Right on! Indeed, I talked with David about exactly this for about a half-hour in Vegas this April, though I claim no influence whatsoever. Nevertheless, I claim comprehensiveness! Here's a taste of my 3600 words… (footnotes omitted)

Crucially, there is no limit to the possible forms of excellence. So, while the number of positions on any single dimension of status may be fixed, there is no reason why dimensions of status cannot be multiplied indefinitely. It does not in fact require a violation of mathematical law to produce more high-status positions, for it is possible to produce new status dimensions.

New dimensions of excellence and status often open up due to technological innovation. It was impossible to be a chart-topping pop star or a champion triathalete before there were radios and bikes. Liberal market societies not only create new technologies, they create proliferating forms of association, affiliation, expression, and identity at a sometimes alarming rate. Each musical genre, each hobby, each committee, each church, each club, each ideology, each lifestyle provides a new dimension—a new frame of reference—for positional competition. Environmental purists can compete with one another to conspicuously consume eco-friendly products (or conspicuously refuse to consume much at all), while punk rockers duke it out on grounds of anti-establishment authenticity, and economics professors knock themselves dead trying to get articles into esoteric journals no one else cares about.
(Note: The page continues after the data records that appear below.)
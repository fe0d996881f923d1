#![allow(dead_code)]

use geo::{Coordinate, Line, Rect};

use rand::Rng;

#[inline]
pub fn uniform_point<R: Rng>(rng: &mut R, bounds: Rect<i64>) -> Coordinate<i64> {
    Coordinate {
        x: rng.gen_range(bounds.min().x..=bounds.max().x),
        y: rng.gen_range(bounds.min().y..=bounds.max().y),
    }
}

#[inline]
pub fn uniform_line<R: Rng>(rng: &mut R, bounds: Rect<i64>) -> Line<i64> {
    Line::new(uniform_point(rng, bounds), uniform_point(rng, bounds))
}

/// A horizontal or vertical segment (with equal probability) with
/// both end-points uniform in `bounds`.
///
/// The segment always has a positive length; the bounds must have
/// a positive width and height.
pub fn uniform_orthogonal_line<R: Rng>(rng: &mut R, bounds: Rect<i64>) -> Line<i64> {
    let start = uniform_point(rng, bounds);
    let mut end = uniform_point(rng, bounds);
    if rng.gen::<bool>() {
        end.y = start.y;
        while end.x == start.x {
            end.x = rng.gen_range(bounds.min().x..=bounds.max().x);
        }
    } else {
        end.x = start.x;
        while end.y == start.y {
            end.y = rng.gen_range(bounds.min().y..=bounds.max().y);
        }
    }
    Line::new(start, end)
}

/// One long horizontal segment across the middle of a `size x size`
/// window, crossed by `n` evenly spaced vertical segments of random
/// extent.
pub fn horizontal_with_verticals<R: Rng>(rng: &mut R, size: i64, n: usize) -> Vec<Line<i64>> {
    let mid = size / 2;
    let reach = (size * 2 / 5).max(1);

    let mut lines = Vec::with_capacity(n + 1);
    lines.push(Line::new((1, mid), (size - 10, mid)));
    for i in 0..n {
        let x = i as i64 * size / n as i64;
        let low = mid - rng.gen_range(1..=reach);
        let high = mid + rng.gen_range(1..=reach);
        lines.push(Line::new((x, low), (x, high)));
    }
    lines
}
use std::iter::FromIterator;

use geo::Coordinate;
use itertools::Itertools;

use crate::{crossable::SegmentKind, predicates::intersects, sweep::Sweep, Crossable};

/// Iterator that yields all intersection points.
///
/// Yields `(vertical.x, horizontal.y)` for every crossing or touching
/// pair of a horizontal and a vertical segment, in the order the sweep
/// discovers them: by x, and by y among the points on the same
/// vertical segment. Construct it by `collect`-ing an iterator of
/// [`Crossable`]s.
///
/// The sweep only advances as far as needed to produce the next
/// point.
pub struct Intersections<C: Crossable> {
    sweep: Sweep<C>,
    yielded: usize,
}

impl<C: Crossable> Intersections<C> {
    /// Get a reference to the underlying sweep.
    pub fn sweep(&self) -> &Sweep<C> {
        &self.sweep
    }
}

impl<C: Crossable> FromIterator<C> for Intersections<C> {
    fn from_iter<T: IntoIterator<Item = C>>(iter: T) -> Self {
        Intersections {
            sweep: Sweep::new(iter),
            yielded: 0,
        }
    }
}

impl<C: Crossable> Iterator for Intersections<C> {
    type Item = Coordinate<i64>;

    fn next(&mut self) -> Option<Self::Item> {
        while self.yielded >= self.sweep.intersections().len() {
            self.sweep.advance_to_next_event()?;
        }
        let pt = self.sweep.intersections()[self.yielded];
        self.yielded += 1;
        Some(pt)
    }
}

/// Find intersections by testing every pair of a horizontal and a
/// vertical segment with [`intersects`].
///
/// Reports the same points as the sweep (as a multiset; the order
/// differs) in O(h*v) time. Useful as a reference when validating the
/// sweep.
pub fn brute_force_intersections<C: Crossable>(segments: &[C]) -> Vec<Coordinate<i64>> {
    let (horizontal, vertical): (Vec<_>, Vec<_>) = segments
        .iter()
        .map(|s| s.line())
        .partition(|l| SegmentKind::from(*l).is_horizontal());

    horizontal
        .iter()
        .cartesian_product(vertical.iter())
        .filter(|(h, v)| intersects(**h, **v))
        .map(|(h, v)| Coordinate {
            x: v.start.x,
            y: h.start.y,
        })
        .collect()
}
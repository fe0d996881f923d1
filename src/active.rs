use std::collections::{BTreeMap, BTreeSet};

use log::trace;

/// Internal representation used in the ordered set.
///
/// Ordered by `y` and then by segment key, so that several horizontal
/// segments may share a y-coordinate.
#[derive(Debug, Clone, Copy, PartialEq, Eq, PartialOrd, Ord)]
pub(crate) struct Active {
    y: i64,
    key: usize,
}

/// The horizontal segments currently crossed by the sweep line.
///
/// Alongside the set of segments, keeps a y-index (a multiset of
/// y-coordinates stored as counts) used for range queries. Both are
/// updated together by [`ActiveSegments::insert`] and
/// [`ActiveSegments::remove`].
#[derive(Debug, Default, Clone)]
pub(crate) struct ActiveSegments {
    segments: BTreeSet<Active>,
    y_index: BTreeMap<i64, usize>,
}

impl ActiveSegments {
    pub(crate) fn insert(&mut self, key: usize, y: i64) {
        trace!("activate: key={key} y={y}");
        let inserted = self.segments.insert(Active { y, key });
        debug_assert!(inserted, "segment {key} is already active");
        if inserted {
            *self.y_index.entry(y).or_insert(0) += 1;
        }
    }

    /// Remove a segment inserted earlier with the same `key` and `y`.
    ///
    /// Removing an entry that is not present is an error in event
    /// construction; it panics in debug builds and is ignored
    /// otherwise.
    pub(crate) fn remove(&mut self, key: usize, y: i64) {
        trace!("deactivate: key={key} y={y}");
        let removed = self.segments.remove(&Active { y, key });
        debug_assert!(removed, "segment {key} is not active");
        if !removed {
            return;
        }
        match self.y_index.get_mut(&y) {
            Some(count) if *count > 1 => *count -= 1,
            Some(_) => {
                self.y_index.remove(&y);
            }
            None => unreachable!("y-index out of sync with active segments"),
        }
    }

    /// Iterate over the y-coordinates in `low..=high` in ascending
    /// order, each repeated as many times as there are active
    /// segments at that y.
    pub(crate) fn ys_in_range(&self, low: i64, high: i64) -> impl Iterator<Item = i64> + '_ {
        debug_assert!(low <= high);
        self.y_index
            .range(low..=high)
            .flat_map(|(&y, &count)| std::iter::repeat(y).take(count))
    }

    /// Keys of the active segments, ordered by y.
    pub(crate) fn keys(&self) -> impl Iterator<Item = usize> + '_ {
        self.segments.iter().map(|a| a.key)
    }

    #[inline]
    pub(crate) fn len(&self) -> usize {
        self.segments.len()
    }

    #[inline]
    pub(crate) fn is_empty(&self) -> bool {
        self.segments.is_empty()
    }
}

#[cfg(test)]
mod tests {
    use super::*;

    fn check_lockstep(active: &ActiveSegments) {
        assert_eq!(active.y_index.values().sum::<usize>(), active.len());
        for a in &active.segments {
            assert!(active.y_index.get(&a.y).copied().unwrap_or(0) > 0);
        }
    }

    #[test]
    fn duplicate_ys() {
        let mut active = ActiveSegments::default();
        active.insert(0, 5);
        active.insert(1, 5);
        active.insert(2, 7);
        check_lockstep(&active);

        assert_eq!(active.ys_in_range(0, 10).collect::<Vec<_>>(), vec![5, 5, 7]);
        assert_eq!(active.ys_in_range(6, 7).collect::<Vec<_>>(), vec![7]);
        assert_eq!(active.ys_in_range(8, 8).count(), 0);
        assert_eq!(active.keys().collect::<Vec<_>>(), vec![0, 1, 2]);

        active.remove(0, 5);
        check_lockstep(&active);
        assert_eq!(active.ys_in_range(5, 5).collect::<Vec<_>>(), vec![5]);
        assert_eq!(active.keys().collect::<Vec<_>>(), vec![1, 2]);

        active.remove(1, 5);
        active.remove(2, 7);
        check_lockstep(&active);
        assert!(active.is_empty());
        assert!(active.y_index.is_empty());
    }

    #[test]
    fn closed_range() {
        let mut active = ActiveSegments::default();
        for (key, y) in [(0, -3), (1, 0), (2, 4)] {
            active.insert(key, y);
        }
        assert_eq!(active.ys_in_range(-3, 4).collect::<Vec<_>>(), vec![-3, 0, 4]);
        assert_eq!(active.ys_in_range(-2, 3).collect::<Vec<_>>(), vec![0]);
    }

    #[test]
    #[cfg(debug_assertions)]
    #[should_panic(expected = "is not active")]
    fn remove_missing() {
        let mut active = ActiveSegments::default();
        active.insert(0, 1);
        active.remove(1, 1);
    }
}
The cultural fragmentation some critics lament is precisely what liberates us from unavoidable zero-sum positional conflict. Surfer dudes don’t compete with Star Trek geeks for status. Dynamic market liberal societies create higher-order positive-sum games (for example, the ‘create a new status dimension’ game, or the ‘find the status dimension on which you rank highest’ game) that have lower-order zero-sum games as parts.

Once we recognise the anarchic multi-dimensionality of status, the frequent supposition of Frank, Layard, Cassidy, and others that the distribution of income—whether within the office or within the nation—is the the main dimension of positional competition begins to look bizarre. Struggling artists do not doubt their superiority in the face of successful accountants. And it should not need pointing out that many of us simply don’t know how much our friends make, and don’t much care.


We are not destined to want fancier cars, bigger houses, and more upscale outfits, nor are we helpless to feel diminished by those who out-consume us. We can opt out by opting in to competing narratives about the composition of a good life. And we do it all the time. We can, like Gauguin, quit law and family to paint naked natives in Tahiti. Or, better, we can move the family to a quieter place where houses are cheap and schools are good. (‘Is this heaven?’ ‘No, Iowa.’) If we are aggrieved by the rigours of the rat race, the answer is not the clumsy guidance of a paternal state. The answer is simply to stop being a rat.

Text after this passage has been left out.